The unemployment rate in November (4.6%) was slightly higher than September’s 4.4% mark, but no comparison to October was available, due to the partial data available.
November’s 64,000 increase in total nonfarm employment from October exceeded analysts’ expectations of 50,000 growth, but failed to fully offset September’s 105,000 job loss.
President Donald Trump’s recent efforts to reduce the size of the bloated federal government suppressed nonfarm employment growth over the past two months – providing long-term benefit to the American taxpayers who fund government.
Since September, federal government employment has decreased by 168,000, while total nonfarm employment (including federal) has decreased by 41,000. Without the decline in excess, tax-funded federal government jobs, total nonfarm employment would have increased by 127,000 since September, or 63,500 per month.
Federal government employment has been reduced by more than a quarter-million jobs since Trump entered the White House in January, a number that might have been even higher without the vagaries of severance-incentive payments made to resigned employees who were counted as employed, BLS reports:
“Federal government employment continued to decrease in November (-6,000).
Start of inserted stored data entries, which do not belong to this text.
impl PrefixDict {
    /// Creates an empty dictionary with default configuration.
    pub fn new() -> Self {
        Self::with_config(PrefixDictConfig::default())
    }

    /// Creates an empty dictionary with the specified configuration.
    ///
    /// # Arguments
    ///
    /// * `config` - Configuration for the dictionary.
    pub fn with_config(config: PrefixDictConfig) -> Self {
        Self {
            nodes: vec![TrieNode::root()],
            entries: 0,
            config,
        }
    }

    /// Inserts `key` as a complete entry.
    ///
    /// Missing nodes along the path are created; existing ones are reused and
    /// only the landing node's terminal flag is touched. Inserting the same
    /// key again changes nothing.
    ///
    /// The empty key is ignored since the root sentinel never holds an entry.
    /// Use [`try_insert`](Self::try_insert) to have it reported instead.
    pub fn insert<K>(&mut self, key: K)
    where
        K: AsRef<[u8]>,
    {
        let key = key.as_ref();
        if key.is_empty() {
            debug!("Ignoring insertion of the empty key");
            return;
        }
        self.insert_key(key);
    }

    /// Inserts `key` after checking it against the configuration.
    ///
    /// # Returns
    ///
    /// * `Ok(true)` - A new entry was added.
    /// * `Ok(false)` - The entry already existed.
    /// * `Err(PrefixDictError)` - The key is empty or longer than `max_key_len`.
    pub fn try_insert<K>(&mut self, key: K) -> PrefixDictResult<bool>
    where
        K: AsRef<[u8]>,
    {
        let key = key.as_ref();
        if key.is_empty() {
            return Err(PrefixDictError::EmptyKey);
        }
        if key.len() > self.config.max_key_len {
            return Err(PrefixDictError::KeyTooLong {
                len: key.len(),
                max_len: self.config.max_key_len,
            });
        }
        Ok(self.insert_key(key))
    }

    fn insert_key(&mut self, key: &[u8]) -> bool {
        let mut current = NodeId::ROOT;
        for &byte in key {
            current = match self.at(current).child(byte) {
                Some(next) => next,
                None => self.push_child(current, byte),
            };
        }

        let node = &mut self.nodes[current.0];
        let is_new = !node.is_terminal;
        if is_new {
            node.is_terminal = true;
            self.entries += 1;
        }

        trace!(
            key = %String::from_utf8_lossy(key),
            is_new,
            nodes = self.nodes.len(),
            "Inserted entry"
        );
        is_new
    }

    fn push_child(&mut self, parent: NodeId, byte: u8) -> NodeId {
        let id = NodeId(self.nodes.len());
        let child = TrieNode::child_of(self.at(parent), byte);
        self.nodes.push(child);
        self.nodes[parent.0].children.insert(byte, id);
        id
    }

    /// Finds the node of an exact entry.
    ///
    /// Returns `None` when the key was never inserted, including when it is
    /// only a prefix of a longer entry. The returned node borrows the
    /// dictionary and cannot be held across a mutation.
    pub fn find<K>(&self, key: K) -> Option<&TrieNode>
    where
        K: AsRef<[u8]>,
    {
        let key = key.as_ref();
        if key.is_empty() {
            return None;
        }

        let mut node = self.root();
        for &byte in key {
            node = self.at(node.child(byte)?);
        }
        node.is_terminal.then_some(node)
    }

    /// Checks whether `key` was inserted as a complete entry.
    ///
    /// `contains("po")` is false when only `"popo"` was inserted, even though
    /// `"po"` is a path in the tree.
    pub fn contains<K>(&self, key: K) -> bool
    where
        K: AsRef<[u8]>,
    {
        self.find(key).is_some()
    }

    /// Returns every entry starting with `prefix`.
    ///
    /// Entries are decoded as UTF-8 with invalid sequences replaced; use
    /// [`predict_bytes`](Self::predict_bytes) for the raw bytes. The result is
    /// empty when nothing matches.
    ///
    /// When `prefix` runs past an entry that has no continuations, that entry
    /// is returned on its own as long as `leaf_overrun_fallback` is enabled.
    pub fn predict<K>(&self, prefix: K) -> Vec<String>
    where
        K: AsRef<[u8]>,
    {
        self.predict_nodes(prefix.as_ref())
            .into_iter()
            .map(|node| node.word().into_owned())
            .collect()
    }

    /// Byte-level variant of [`predict`](Self::predict).
    pub fn predict_bytes<K>(&self, prefix: K) -> Vec<Vec<u8>>
    where
        K: AsRef<[u8]>,
    {
        self.predict_nodes(prefix.as_ref())
            .into_iter()
            .map(|node| node.word.clone())
            .collect()
    }

    /// Returns every entry in the dictionary, same as `predict("")`.
    pub fn dump(&self) -> Vec<String> {
        self.predict("")
    }

    /// Writes every entry to `out`, one numbered line each, and returns them.
    ///
    /// Lines look like `       1 popo`: a 1-based index right-aligned to
    /// eight columns, a space, then the entry.
    pub fn dump_to<W>(&self, mut out: W) -> io::Result<Vec<String>>
    where
        W: Write,
    {
        let entries = self.dump();
        for (i, entry) in entries.iter().enumerate() {
            writeln!(out, "{:>8} {}", i + 1, entry)?;
        }
        out.flush()?;
        Ok(entries)
    }

    fn predict_nodes(&self, prefix: &[u8]) -> Vec<&TrieNode> {
        match self.anchor(prefix) {
            Some(anchor) => self.expand(anchor),
            None => Vec::new(),
        }
    }

    /// Walks `prefix` down from the root and returns the node expansion
    /// starts from.
    fn anchor(&self, prefix: &[u8]) -> Option<NodeId> {
        let mut current = NodeId::ROOT;
        for &byte in prefix {
            let node = self.at(current);
            match node.child(byte) {
                Some(next) => current = next,
                None => {
                    // Past the end of a childless entry. Kept for
                    // compatibility although it answers for a prefix that is
                    // not in the tree.
                    if self.config.leaf_overrun_fallback
                        && current != NodeId::ROOT
                        && node.is_leaf()
                    {
                        debug!(
                            prefix = %String::from_utf8_lossy(prefix),
                            entry = %node.word(),
                            "Prefix overruns a leaf entry, predicting the entry"
                        );
                        return Some(current);
                    }
                    return None;
                }
            }
        }
        Some(current)
    }

    /// Collects every terminal or childless node at or below `anchor`.
    fn expand(&self, anchor: NodeId) -> Vec<&TrieNode> {
        let mut found = Vec::new();
        let mut stack = vec![anchor];
        while let Some(id) = stack.pop() {
            let node = self.at(id);
            if id != NodeId::ROOT && (node.is_terminal || node.is_leaf()) {
                found.push(node);
            }
            stack.extend(node.children.values().copied());
        }
        found
    }

    /// Number of entries.
    pub fn len(&self) -> usize {
        self.entries
    }

    /// Whether no entry has been inserted.
    pub fn is_empty(&self) -> bool {
        self.entries == 0
    }

    /// Number of nodes, root sentinel included.
    pub fn node_count(&self) -> usize {
        self.nodes.len()
    }

    /// The root sentinel.
    pub fn root(&self) -> &TrieNode {
        self.at(NodeId::ROOT)
    }

    /// Looks up a node by id.
    pub fn node(&self, id: NodeId) -> Option<&TrieNode> {
        self.nodes.get(id.0)
    }

    /// The configuration this dictionary was built with.
    pub fn config(&self) -> &PrefixDictConfig {
        &self.config
    }

    // Ids handed out by this arena are always in bounds.
    fn at(&self, id: NodeId) -> &TrieNode {
        &self.nodes[id.0]
    }
}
This follows a sharp decline of 162,000 in October, as some federal employees who accepted a deferred resignation offer came off federal payrolls.
“Federal government employment is down by 271,000 since reaching a peak in January.
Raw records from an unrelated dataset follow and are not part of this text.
// Copyright (c) 2025 Trie Dict Authors
//
// Licensed under dual license:
// - MIT License (LICENSE-MIT or https://opensource.org/licenses/MIT)
// - Apache License, Version 2.0 (LICENSE-APACHE or https://www.apache.org/licenses/LICENSE-2.0)

//! Configuration error module.

use std::path::PathBuf;
use thiserror::Error;

/// Errors that can occur during configuration operations.
#[derive(Error, Debug)]
pub enum ConfigError {
    /// Error when the configuration file is missing.
    #[error("Configuration file not found: {0}")]
    FileNotFound(PathBuf),

    /// Error when the configuration file cannot be read.
    #[error("Failed to read configuration file: {0}")]
    FileReadError(String),

    /// Error when parsing the configuration file.
    #[error("Failed to parse configuration file: {0}")]
    ParseError(String),

    /// Error when validating the configuration.
    #[error("Configuration validation error: {0}")]
    ValidationError(String),
}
“Federal employees on furlough during the government shutdown were counted as employed in the establishment survey because they received pay, even if later than usual, for the pay period that included the 12th of the month. Employees on paid leave or receiving ongoing severance pay are counted as employed in the establishment survey.”
The shutdown’s effect on data collection makes it unlikely November’s report will have any significant impact on the Federal Reserve’s decisions about interest rates, as Fox Business explains:
“Kay Haigh, global co-head of fixed income and liquidity solutions at Goldman Sachs Asset Management, said that the ‘Fed is unlikely to put much weight on today's report given data disruptions.’
"‘Chair Powell commented last week that the report would likely be affected by shutdown-related distortions, making it a less reliable gauge of the labor market's health than usual,’ Haigh explained. "The report on December's employment data, released in early January ahead of the next meeting, will likely be a much more meaningful indicator for the Fed when it comes to deciding the near-term trajectory."